According to Dr. Cruz, the said master plan is a good basis for the development plans of LGUs within the river basin, such as the Comprehensive Land Use Plan (CLUP).

“A watershed is one whole system. You cannot develop a plan for the different parts of the watershed individually. So you develop one master plan for the [whole watershed] unit, and that becomes the framework for smaller plans for different parts of the watershed,” Dr. Cruz maintained. “There should be no plan that will be contradictory to the master plan of the watershed.”

While a master plan for CRB was earlier crafted in 2012, the UPLB team was tasked to “climate-proof” it in order to address flooding, drought, landslide, strong typhoons, and extreme temperature in the river basin.To address the risks associated with those hazards, Dr. Cruz and his team, in consultation with LGUs, national government agencies, academe, research institutions, private sector, and people’s organizations developed the master plan together with the implementation and investment plans to make CRB climate-resilient.

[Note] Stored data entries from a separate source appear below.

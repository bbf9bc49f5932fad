// src/events/event.rs

//! Immutable event records.

use std::fmt;

use chrono::{DateTime, Utc};
use serde::{Deserialize, Serialize};
use serde_json::Value;
use uuid::Uuid;

/// Unique identifier for an emitted event.
#[derive(Debug, Clone, Copy, PartialEq, Eq, Hash, Serialize, Deserialize)]
#[serde(transparent)]
pub struct EventId(Uuid);

impl EventId {
    pub fn new() -> Self {
        Self(Uuid::new_v4())
    }
}

impl Default for EventId {
    fn default() -> Self {
        Self::new()
    }
}

impl fmt::Display for EventId {
    fn fmt(&self, f: &mut fmt::Formatter<'_>) -> fmt::Result {
        write!(f, "{}", self.0)
    }
}

/// Event type used as the subscription key.
///
/// Lifecycle events published by the scheduler and the feature board have
/// dedicated variants; anything else travels as `Custom`. The wire form is
/// the dotted name returned by [`EventKind::as_str`].
///
/// Build custom kinds with [`EventKind::custom`] or `From<&str>`. Writing
/// `EventKind::Custom("task.completed".into())` by hand produces a kind that
/// prints the same but never matches `TaskCompleted` subscribers.
#[derive(Debug, Clone, PartialEq, Eq, Hash, Serialize, Deserialize)]
#[serde(from = "String", into = "String")]
pub enum EventKind {
    ExecutionStarted,
    ExecutionPaused,
    ExecutionResumed,
    ExecutionStopped,
    ExecutionReset,
    ExecutionCompleted,
    ExecutionBlocked,
    ExecutionError,
    TaskStarted,
    TaskCompleted,
    TaskFailed,
    TaskStatusChanged,
    FeatureStatusChanged,
    FeatureCompleted,
    Custom(String),
}

impl EventKind {
    /// Kind for `name`, resolving built-in dotted names to their variant.
    pub fn custom(name: impl Into<String>) -> Self {
        EventKind::from(name.into())
    }

    pub fn as_str(&self) -> &str {
        match self {
            EventKind::ExecutionStarted => "execution.started",
            EventKind::ExecutionPaused => "execution.paused",
            EventKind::ExecutionResumed => "execution.resumed",
            EventKind::ExecutionStopped => "execution.stopped",
            EventKind::ExecutionReset => "execution.reset",
            EventKind::ExecutionCompleted => "execution.completed",
            EventKind::ExecutionBlocked => "execution.blocked",
            EventKind::ExecutionError => "execution.error",
            EventKind::TaskStarted => "task.started",
            EventKind::TaskCompleted => "task.completed",
            EventKind::TaskFailed => "task.failed",
            EventKind::TaskStatusChanged => "task.status_changed",
            EventKind::FeatureStatusChanged => "feature.status_changed",
            EventKind::FeatureCompleted => "feature.completed",
            EventKind::Custom(name) => name,
        }
    }
}

impl fmt::Display for EventKind {
    fn fmt(&self, f: &mut fmt::Formatter<'_>) -> fmt::Result {
        f.write_str(self.as_str())
    }
}

impl From<&str> for EventKind {
    fn from(s: &str) -> Self {
        match s {
            "execution.started" => EventKind::ExecutionStarted,
            "execution.paused" => EventKind::ExecutionPaused,
            "execution.resumed" => EventKind::ExecutionResumed,
            "execution.stopped" => EventKind::ExecutionStopped,
            "execution.reset" => EventKind::ExecutionReset,
            "execution.completed" => EventKind::ExecutionCompleted,
            "execution.blocked" => EventKind::ExecutionBlocked,
            "execution.error" => EventKind::ExecutionError,
            "task.started" => EventKind::TaskStarted,
            "task.completed" => EventKind::TaskCompleted,
            "task.failed" => EventKind::TaskFailed,
            "task.status_changed" => EventKind::TaskStatusChanged,
            "feature.status_changed" => EventKind::FeatureStatusChanged,
            "feature.completed" => EventKind::FeatureCompleted,
            other => EventKind::Custom(other.to_string()),
        }
    }
}

impl From<String> for EventKind {
    fn from(s: String) -> Self {
        EventKind::from(s.as_str())
    }
}

impl From<EventKind> for String {
    fn from(kind: EventKind) -> Self {
        match kind {
            EventKind::Custom(name) => name,
            other => other.as_str().to_string(),
        }
    }
}

/// A single emitted event. Never mutated after creation; handlers and the
/// history share it behind an `Arc`.
#[derive(Debug, Clone, PartialEq, Serialize, Deserialize)]
pub struct Event {
    pub id: EventId,
    #[serde(rename = "type")]
    pub kind: EventKind,
    pub timestamp: DateTime<Utc>,
    pub payload: Value,
    pub source: String,
    #[serde(default, skip_serializing_if = "Option::is_none")]
    pub correlation_id: Option<String>,
}

impl Event {
    pub(crate) fn new(
        kind: EventKind,
        payload: Value,
        source: String,
        correlation_id: Option<String>,
    ) -> Self {
        Self {
            id: EventId::new(),
            kind,
            timestamp: Utc::now(),
            payload,
            source,
            correlation_id,
        }
    }
}

/// Per-emission options.
#[derive(Debug, Clone, Default)]
pub struct EmitOptions {
    /// Overrides the bus-wide default source.
    pub source: Option<String>,
    pub correlation_id: Option<String>,
}

impl EmitOptions {
    pub fn with_source(mut self, source: impl Into<String>) -> Self {
        self.source = Some(source.into());
        self
    }

    pub fn with_correlation_id(mut self, id: impl Into<String>) -> Self {
        self.correlation_id = Some(id.into());
        self
    }
}
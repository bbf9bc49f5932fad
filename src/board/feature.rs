// src/board/feature.rs

use chrono::{DateTime, Utc};
use serde::{Deserialize, Serialize};

use crate::dag::TaskId;
use crate::storage::Entity;
use crate::types::{Complexity, FeatureStatus, Priority};

/// A unit of product work that owns an ordered list of tasks.
#[derive(Debug, Clone, PartialEq, Serialize, Deserialize)]
pub struct Feature {
    pub id: String,
    pub title: String,
    #[serde(default)]
    pub status: FeatureStatus,
    #[serde(default)]
    pub priority: Priority,
    #[serde(default)]
    pub complexity: Complexity,
    #[serde(default)]
    pub tasks: Vec<TaskId>,
    pub created_at: DateTime<Utc>,
    pub updated_at: DateTime<Utc>,
}

impl Feature {
    pub fn new(id: impl Into<String>, title: impl Into<String>) -> Self {
        let now = Utc::now();
        Self {
            id: id.into(),
            title: title.into(),
            status: FeatureStatus::default(),
            priority: Priority::default(),
            complexity: Complexity::default(),
            tasks: Vec::new(),
            created_at: now,
            updated_at: now,
        }
    }

    pub fn with_status(mut self, status: FeatureStatus) -> Self {
        self.status = status;
        self
    }

    pub fn with_priority(mut self, priority: Priority) -> Self {
        self.priority = priority;
        self
    }

    pub fn with_complexity(mut self, complexity: Complexity) -> Self {
        self.complexity = complexity;
        self
    }

    pub fn with_tasks<I, S>(mut self, tasks: I) -> Self
    where
        I: IntoIterator<Item = S>,
        S: Into<TaskId>,
    {
        self.tasks = tasks.into_iter().map(Into::into).collect();
        self
    }
}

impl Entity for Feature {
    const KIND: &'static str = "feature";

    fn id(&self) -> &str {
        &self.id
    }
}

The master plan is composed of programs and projects on the management of water resources, watershed, wetland, disaster risk reduction, economic development, and institutional development that would cost PhP 100 billion should they be implemented.

Among the actions that they recommended are the development of water impounding infrastructures in identified potential dam sites and rainwater harvesting systems to manage and maintain water. They also identified Forest Landscape Restoration and Conservation Farming Villages as cross-cutting strategies to manage the watershed, water resources, and wetlands.

They also called for the harmonization of CLUP, Forest Land Use Plans, and other related mandated plans of LGUs. “[When] development plans of LGUs are not aligned and coordinated with one another, [and when there are] disharmonized plans and programs of different government agencies, your water is in danger,” Dr. Cruz warned.

The master plan team also determined ways to improve the resiliency of communities amid climate change, such as relocating poor households exposed to hazards, improving early warning and forecasting systems, controlling soil erosion, constructing a sediment containment system, and implementing what would be called the Cagayan River Flood Control Project.

The interdisciplinary team considered all environmental, ecological, economic, and social factors in crafting the master plan. “You have to connect all of these. Once you have connected them properly, you will know exactly where to begin in providing a solution,” Dr. Cruz said.

Aside from doing one for CRB, the RBCO also entrusted the team of Dr. Cruz with drawing up climate-responsive master plans for five other major river basins in the country, namely: Agno in Luzon, and Agus, Buayan Malungon, Mindanao, and Tagoloan, all in Mindanao.

There is no doubt that these river basins and watersheds are life support systems whose protection and sustainability should be ensured. The master plans drawn up by the UPLB experts should not just be consigned to gather dust in some bookshelves but should be implemented for our collective survival.